What is expected> The listing below is to be reproduced in full, character for character.

Given data>

☆ ☆ ☆

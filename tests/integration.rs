// SPDX-License-Identifier: MPL-2.0
use iced_dragbox::app::config::{self, AcceptSpec, Config, DragBoxConfig, GeneralConfig};
use iced_dragbox::app::App;
use iced_dragbox::domain::MaxFiles;
use iced_dragbox::i18n::fluent::I18n;
use iced_dragbox::infrastructure::MemoryFileDialog;
use tempfile::tempdir;

#[test]
fn test_language_change_via_config() {
    let dir = tempdir().expect("Failed to create temporary directory");
    let temp_config_file_path = dir.path().join("settings.toml");

    let initial_config = Config {
        general: GeneralConfig {
            language: Some("en-US".to_string()),
        },
        ..Config::default()
    };
    config::save_to_path(&initial_config, &temp_config_file_path)
        .expect("Failed to write initial config file");
    let loaded = config::load_from_path(&temp_config_file_path)
        .expect("Failed to load initial config from path");
    let i18n_en = I18n::new(None, &loaded);
    assert_eq!(i18n_en.current_locale().to_string(), "en-US");

    let french_config = Config {
        general: GeneralConfig {
            language: Some("fr".to_string()),
        },
        ..Config::default()
    };
    config::save_to_path(&french_config, &temp_config_file_path)
        .expect("Failed to write french config file");
    let loaded = config::load_from_path(&temp_config_file_path)
        .expect("Failed to load french config from path");
    let i18n_fr = I18n::new(None, &loaded);
    assert_eq!(i18n_fr.current_locale().to_string(), "fr");
}

#[test]
fn dragbox_section_configures_the_mounted_box() {
    let dir = tempdir().expect("Failed to create temporary directory");
    std::fs::write(
        dir.path().join("settings.toml"),
        "[general]\nlanguage = \"fr\"\n\n[dragbox]\naccept = \"image/*\"\nmax_files = 1\ntext_select = \"Choisir\"\n",
    )
    .expect("Failed to write config file");

    let (config, warning) = config::load_with_override(Some(dir.path().to_path_buf()));
    assert!(warning.is_none());
    assert_eq!(
        config.dragbox,
        DragBoxConfig {
            accept: Some(AcceptSpec::One("image/*".into())),
            max_files: Some(1),
            text_select: Some("Choisir".into()),
            ..DragBoxConfig::default()
        }
    );

    let i18n = I18n::new(None, &config);
    let app = App::with_parts(config, i18n, Box::new(MemoryFileDialog::default()))
        .expect("Failed to mount drag box");
    let dragbox = app.dragbox();

    assert_eq!(dragbox.max_files(), MaxFiles::SINGLE);
    assert_eq!(dragbox.accept().to_string(), "image/*");
    assert_eq!(dragbox.texts().select, "Choisir");
    // Labels not set in the file come from the French bundle.
    assert_eq!(dragbox.texts().or, "ou");
}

☆ ☆ ☆

Solution>
filename tests/integration.rs
// SPDX-License-Identifier: MPL-2.0
use iced_dragbox::app::config::{self, AcceptSpec, Config, DragBoxConfig, GeneralConfig};
use iced_dragbox::app::App;
use iced_dragbox::domain::MaxFiles;
use iced_dragbox::i18n::fluent::I18n;
use iced_dragbox::infrastructure::MemoryFileDialog;
use tempfile::tempdir;

#[test]
fn test_language_change_via_config() {
    let dir = tempdir().expect("Failed to create temporary directory");
    let temp_config_file_path = dir.path().join("settings.toml");

    let initial_config = Config {
        general: GeneralConfig {
            language: Some("en-US".to_string()),
        },
        ..Config::default()
    };
    config::save_to_path(&initial_config, &temp_config_file_path)
        .expect("Failed to write initial config file");
    let loaded = config::load_from_path(&temp_config_file_path)
        .expect("Failed to load initial config from path");
    let i18n_en = I18n::new(None, &loaded);
    assert_eq!(i18n_en.current_locale().to_string(), "en-US");

    let french_config = Config {
        general: GeneralConfig {
            language: Some("fr".to_string()),
        },
        ..Config::default()
    };
    config::save_to_path(&french_config, &temp_config_file_path)
        .expect("Failed to write french config file");
    let loaded = config::load_from_path(&temp_config_file_path)
        .expect("Failed to load french config from path");
    let i18n_fr = I18n::new(None, &loaded);
    assert_eq!(i18n_fr.current_locale().to_string(), "fr");
}

#[test]
fn dragbox_section_configures_the_mounted_box() {
    let dir = tempdir().expect("Failed to create temporary directory");
    std::fs::write(
        dir.path().join("settings.toml"),
        "[general]\nlanguage = \"fr\"\n\n[dragbox]\naccept = \"image/*\"\nmax_files = 1\ntext_select = \"Choisir\"\n",
    )
    .expect("Failed to write config file");

    let (config, warning) = config::load_with_override(Some(dir.path().to_path_buf()));
    assert!(warning.is_none());
    assert_eq!(
        config.dragbox,
        DragBoxConfig {
            accept: Some(AcceptSpec::One("image/*".into())),
            max_files: Some(1),
            text_select: Some("Choisir".into()),
            ..DragBoxConfig::default()
        }
    );

    let i18n = I18n::new(None, &config);
    let app = App::with_parts(config, i18n, Box::new(MemoryFileDialog::default()))
        .expect("Failed to mount drag box");
    let dragbox = app.dragbox();

    assert_eq!(dragbox.max_files(), MaxFiles::SINGLE);
    assert_eq!(dragbox.accept().to_string(), "image/*");
    assert_eq!(dragbox.texts().select, "Choisir");
    // Labels not set in the file come from the French bundle.
    assert_eq!(dragbox.texts().or, "ou");
}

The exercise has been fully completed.